• Directions: In the data below, one line contains "state for the Room Controller." and a later one contains "pub fn is_live(&self)". Print both, with every line between them, exactly and alone.

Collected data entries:
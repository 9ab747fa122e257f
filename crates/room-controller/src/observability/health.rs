//! Health and status endpoints for the Room Controller.
//!
//! - `GET /health` - Liveness probe (is the process running?)
//! - `GET /ready` - Readiness probe (can we accept sessions?)
//! - `GET /status` - Controller counters as JSON, admin token guarded when
//!   one is configured
//!
//! The `/metrics` endpoint is served separately via
//! `metrics-exporter-prometheus`.

use std::sync::atomic::{AtomicBool, Ordering};
use std::sync::Arc;

use axum::extract::State;
use axum::http::{header, HeaderMap, StatusCode};
use axum::response::{IntoResponse, Response};
use axum::routing::get;
use axum::{Json, Router};
use common::secret::{secrets_match, SecretString};
use serde::Serialize;
use tracing::warn;

use super::upload::{UploadStats, UploadTotals};
use crate::actors::{ControllerHandle, ControllerStatus};

/// Health state for the Room Controller.
#[derive(Debug)]
pub struct HealthState {
    /// Always true after startup.
    live: AtomicBool,
    /// True once the controller is accepting sessions, false while draining.
    ready: AtomicBool,
}

impl Default for HealthState {
    fn default() -> Self {
        Self::new()
    }
}

impl HealthState {
    /// Create a new health state (live=true, ready=false).
    #[must_use]
    pub fn new() -> Self {
        Self {
            live: AtomicBool::new(true),
            ready: AtomicBool::new(false),
        }
    }

    pub fn set_ready(&self) {
        self.ready.store(true, Ordering::SeqCst);
    }

    /// Mark the service as not ready (e.g., during shutdown).
    pub fn set_not_ready(&self) {
        self.ready.store(false, Ordering::SeqCst);
    }

    #[must_use]
    pub fn is_live(&self) -> bool {
        self.live.load(Ordering::SeqCst)
    }

    #[must_use]
    pub fn is_ready(&self) -> bool {
        self.ready.load(Ordering::SeqCst)
    }
}

/// Create the health router with liveness and readiness endpoints.
pub fn health_router(health_state: Arc<HealthState>) -> Router {
    Router::new()
        .route("/health", get(liveness_handler))
        .route("/ready", get(readiness_handler))
        .with_state(health_state)
}

async fn liveness_handler(State(state): State<Arc<HealthState>>) -> StatusCode {
    if state.is_live() {
        StatusCode::OK
    } else {
        StatusCode::SERVICE_UNAVAILABLE
    }
}

async fn readiness_handler(State(state): State<Arc<HealthState>>) -> StatusCode {
    if state.is_ready() {
        StatusCode::OK
    } else {
        StatusCode::SERVICE_UNAVAILABLE
    }
}

/// State for the `/status` endpoint.
#[derive(Clone)]
pub struct StatusState {
    pub controller: ControllerHandle,
    pub uploads: Arc<UploadStats>,
    /// Required bearer token. `None` leaves the endpoint open.
    pub admin_token: Option<Arc<SecretString>>,
}

#[derive(Debug, Serialize)]
struct StatusBody {
    #[serde(flatten)]
    controller: ControllerStatus,
    uploads: UploadTotals,
}

/// Create the router serving `GET /status`.
pub fn status_router(state: StatusState) -> Router {
    Router::new()
        .route("/status", get(status_handler))
        .with_state(state)
}

fn authorized(headers: &HeaderMap, expected: &SecretString) -> bool {
    headers
        .get(header::AUTHORIZATION)
        .and_then(|value| value.to_str().ok())
        .and_then(|value| value.strip_prefix("Bearer "))
        .is_some_and(|token| secrets_match(token, expected))
}

async fn status_handler(State(state): State<StatusState>, headers: HeaderMap) -> Response {
    if let Some(expected) = &state.admin_token {
        if !authorized(&headers, expected) {
            return StatusCode::UNAUTHORIZED.into_response();
        }
    }

    match state.controller.get_status().await {
        Ok(controller) => Json(StatusBody {
            controller,
            uploads: state.uploads.totals(),
        })
        .into_response(),
        Err(e) => {
            warn!(target: "rc.health", error = %e, "Controller status unavailable");
            StatusCode::SERVICE_UNAVAILABLE.into_response()
        }
    }
}

#[cfg(test)]
#[allow(clippy::unwrap_used, clippy::expect_used)]
mod tests {
    use super::*;
    use axum::body::Body;
    use axum::http::Request;
    use http_body_util::BodyExt;
    use tokio_util::sync::CancellationToken;
    use tower::util::ServiceExt;

    use crate::actors::ActorMetrics;
    use crate::bus::EventBus;
    use crate::config::Config;
    use crate::services::Services;

    #[test]
    fn test_health_state_default() {
        let state = HealthState::new();
        assert!(state.is_live(), "Should be live by default");
        assert!(!state.is_ready(), "Should not be ready by default");
    }

    #[test]
    fn test_health_state_set_ready() {
        let state = HealthState::new();

        state.set_ready();
        assert!(state.is_ready());

        state.set_not_ready();
        assert!(!state.is_ready());
    }

    #[tokio::test]
    async fn test_readiness_handler_follows_state() {
        let state = Arc::new(HealthState::new());
        assert_eq!(
            readiness_handler(State(Arc::clone(&state))).await,
            StatusCode::SERVICE_UNAVAILABLE
        );
        state.set_ready();
        assert_eq!(readiness_handler(State(state)).await, StatusCode::OK);
    }

    #[tokio::test]
    async fn test_health_router_endpoints() {
        let state = Arc::new(HealthState::new());
        let app = health_router(Arc::clone(&state));

        let response = app
            .clone()
            .oneshot(Request::builder().uri("/health").body(Body::empty()).unwrap())
            .await
            .unwrap();
        assert_eq!(response.status(), StatusCode::OK);

        let response = app
            .clone()
            .oneshot(Request::builder().uri("/ready").body(Body::empty()).unwrap())
            .await
            .unwrap();
        assert_eq!(response.status(), StatusCode::SERVICE_UNAVAILABLE);

        let response = app
            .oneshot(Request::builder().uri("/unknown").body(Body::empty()).unwrap())
            .await
            .unwrap();
        assert_eq!(response.status(), StatusCode::NOT_FOUND);
    }

    fn status_app(admin_token: Option<&str>) -> Router {
        let (bus, _task) = EventBus::spawn(CancellationToken::new());
        let config = Config {
            instance_id: "rc-test".to_string(),
            ..Config::default()
        };
        let controller =
            ControllerHandle::spawn(&config, bus, Services::in_memory(), ActorMetrics::new());
        status_router(StatusState {
            controller,
            uploads: Arc::new(UploadStats::default()),
            admin_token: admin_token.map(|t| Arc::new(SecretString::from(t.to_string()))),
        })
    }

    #[tokio::test]
    async fn test_status_open_without_admin_token() {
        let app = status_app(None);
        let response = app
            .oneshot(Request::builder().uri("/status").body(Body::empty()).unwrap())
            .await
            .unwrap();
        assert_eq!(response.status(), StatusCode::OK);

        let body = response.into_body().collect().await.unwrap().to_bytes();
        let json: serde_json::Value = serde_json::from_slice(&body).unwrap();
        assert_eq!(json["instance_id"], "rc-test");
        assert_eq!(json["room_count"], 0);
        assert_eq!(json["is_draining"], false);
        assert_eq!(json["uploads"]["chunks_accepted"], 0);
    }

    #[tokio::test]
    async fn test_status_requires_matching_bearer() {
        let app = status_app(Some("letmein"));

        let response = app
            .clone()
            .oneshot(Request::builder().uri("/status").body(Body::empty()).unwrap())
            .await
            .unwrap();
        assert_eq!(response.status(), StatusCode::UNAUTHORIZED);

        let response = app
            .clone()
            .oneshot(
                Request::builder()
                    .uri("/status")
                    .header("authorization", "Bearer nope")
                    .body(Body::empty())
                    .unwrap(),
            )
            .await
            .unwrap();
        assert_eq!(response.status(), StatusCode::UNAUTHORIZED);

        let response = app
            .oneshot(
                Request::builder()
                    .uri("/status")
                    .header("authorization", "Bearer letmein")
                    .body(Body::empty())
                    .unwrap(),
            )
            .await
            .unwrap();
        assert_eq!(response.status(), StatusCode::OK);
    }
}
//! Actor hierarchy for the Room Controller.
//!
//! ```text
//! ControllerActor (singleton)
//! ├── RoomActor (one per live room)
//! └── SessionActor (one per connection)
//! ```
//!
//! Each actor owns its state exclusively and is reached through a cloneable
//! handle wrapping an `mpsc::Sender`. Requests that need an answer carry a
//! `oneshot::Sender`. Cancellation flows through `CancellationToken`s owned
//! by the controller.

pub mod controller;
pub mod messages;
pub mod metrics;
pub mod room;
pub mod session;

pub use controller::{ControllerActor, ControllerHandle};
pub use messages::{ControllerStatus, RoomState, SessionState};
pub use metrics::{ActorMetrics, ActorType, MailboxLevel, MailboxMonitor};
pub use room::{RoomActor, RoomContext, RoomHandle};
pub use session::{SessionActor, SessionContext, SessionHandle};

• Answer to this exercise:
/// Health state for the Room Controller.
#[derive(Debug)]
pub struct HealthState {
    /// Always true after startup.
    live: AtomicBool,
    /// True once the controller is accepting sessions, false while draining.
    ready: AtomicBool,
}

impl Default for HealthState {
    fn default() -> Self {
        Self::new()
    }
}

impl HealthState {
    /// Create a new health state (live=true, ready=false).
    #[must_use]
    pub fn new() -> Self {
        Self {
            live: AtomicBool::new(true),
            ready: AtomicBool::new(false),
        }
    }

    pub fn set_ready(&self) {
        self.ready.store(true, Ordering::SeqCst);
    }

    /// Mark the service as not ready (e.g., during shutdown).
    pub fn set_not_ready(&self) {
        self.ready.store(false, Ordering::SeqCst);
    }

    #[must_use]
    pub fn is_live(&self) -> bool {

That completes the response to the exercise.